In March 2011, Bippus-Allen attended a meeting of creditors which her husband was required to attend as well. David Bippus, her brother, attended the meeting with Bippus-Allen and posed as Bippus-Allen’s husband. Bippus-Allen and David Bippus both stated under oath that he was the husband and that all schedules and documents filed in the bankruptcy proceedings were true and correct.

Based on the representations made by Bippus-Allen and David Bippus, a bankruptcy plan was confirmed requiring monthly payments to Bippus-Allen’s trustee for 60 months. Pursuant to this plan, approximately $74,000 was deducted from the direct deposit paychecks of Bippus-Allen’s husband without his consent or knowledge.

Bippus-Allen was convicted of wire fraud stemming from her transferring money from her husband’s 401(k) account into her own personal bank accounts without his consent, knowledge, or authorization. Bippus-Allen made multiple calls to the 401(k) service center purporting to be her husband while also faxing supporting documentation to the service center for a 401(k) hardship withdrawal. In sum, Bippus-Allen made multiple unauthorized withdrawals from her husband’s 401(k) account for a total of over $24,000. Bippus-Allen also took out over $16,000 in loans on her husband’s 401(k) account without his consent, knowledge, or authorization.

This investigation was conducted by the Federal Bureau of Investigation with assistance from the Southern District of Indiana Bankruptcy Fraud Working Group, which includes the U.S. Trustee Program.

"For honest individuals who find themselves overwhelmed by debt, filing for bankruptcy can be a lifesaver.

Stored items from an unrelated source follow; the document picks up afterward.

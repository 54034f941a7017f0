//! # ccpeed Sync Protocol
//!
//! Data model of the device file sync.
//!
//! This crate provides:
//! - `Fingerprint` content digests, compared against device etags
//! - `RemoteFileTable` decoded from the device's `fs` listing
//! - `Manifest` and `LocalFileList` resolution for a device class
//! - Well-known device resource paths
//!
//! Nothing here talks to the network. The only I/O is reading the manifest
//! and stating source files during resolution.

#![deny(unsafe_code)]
#![warn(missing_docs)]

mod error;
mod files;
mod fingerprint;
mod listing;
mod manifest;
mod resources;

pub use error::{ListingError, ManifestError, ManifestResult};
pub use files::{resolve, DeviceAddress, FileEntry, LocalFileList};
pub use fingerprint::{Fingerprint, FINGERPRINT_LEN};
pub use listing::RemoteFileTable;
pub use manifest::{Manifest, MANIFEST_FILE};
pub use resources::{file_resource, BOOT_SCRIPT, FS_RESOURCE, RESTART_RESOURCE};
//! # ccpeed Sync Engine
//!
//! Brings the Lua scripts on a CoAP device in line with a local source
//! directory.
//!
//! A session:
//! 1. resolves the ordered file list from the manifest (device script
//!    first, uploaded as `init.lua`)
//! 2. reads the device file table once
//! 3. uploads every file whose MD5 differs from the device etag
//! 4. restarts the device if anything was uploaded
//!
//! The first failure ends the session. Files already uploaded stay on the
//! device, and the restart is skipped.
//!
//! The device is reached through [`DeviceTransport`], which checks statuses
//! and decodes bodies on top of a [`DeviceClient`]. [`CoapClient`] speaks
//! CoAP over UDP; [`MemoryDevice`] and [`MockClient`] stand in for a device
//! in tests.

#![deny(unsafe_code)]
#![warn(missing_docs)]

mod coap;
mod config;
mod device;
mod engine;
mod error;
mod reboot;
mod remote;
mod transport;

pub use coap::CoapClient;
pub use config::{
    CoapConfig, SessionConfig, DEFAULT_DEVICE_CLASS, DEFAULT_PORT, DEFAULT_SOURCE_DIR,
};
pub use device::MemoryDevice;
pub use engine::{
    FileOutcome, FileStatus, NoProgress, ProgressSink, SessionPhase, SessionReport, SyncEngine,
    SyncReport,
};
pub use error::{ErrorKind, SyncError, SyncResult};
pub use reboot::maybe_reboot;
pub use remote::fetch_remote_table;
pub use transport::{
    DeviceClient, DeviceRequest, DeviceResponse, DeviceTransport, Method, MockClient,
    ResponseBody,
};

But then there are others who try to get out of paying their debts and line their pockets through illegal actions," said W. Jay Abbott, Special Agent in Charge of the FBI's Indianapolis Division. "The FBI takes our responsibility to pursue those who commit bankruptcy fraud and corrupt the process through deceit very seriously."

“Criminal bankruptcy fraud threatens the integrity of the bankruptcy system, as well as public confidence in that system,” stated Nancy J. Gargula, U.S. Trustee for Indiana, Central Illinois and Southern Illinois (Region 10). “I am grateful to U.S. Attorney Minkler and our law enforcement partners for their strong commitment to combating bankruptcy related crimes, as demonstrated by today’s sentencing.”

The U.S. Trustee Program is the component of the U.S. Justice Department that protects the integrity of the bankruptcy system by overseeing case administration and litigating to enforce the bankruptcy laws. Region 10 is headquartered in Indianapolis, with additional offices in South Bend, Ind., and Peoria, Ill.

According to Assistant United States Attorneys Kyle M. Sawa and Todd Shellenbarger, who prosecuted this case for the government, Bippus-Allen must pay $112,354 in restitution and serve three years of supervised release following her sentence. Her co-defendant brother, David Bippus, was sentenced in May 2017 to two years of probation and $10,000 in restitution for conspiracy to commit bankruptcy fraud and making false statements in bankruptcy court.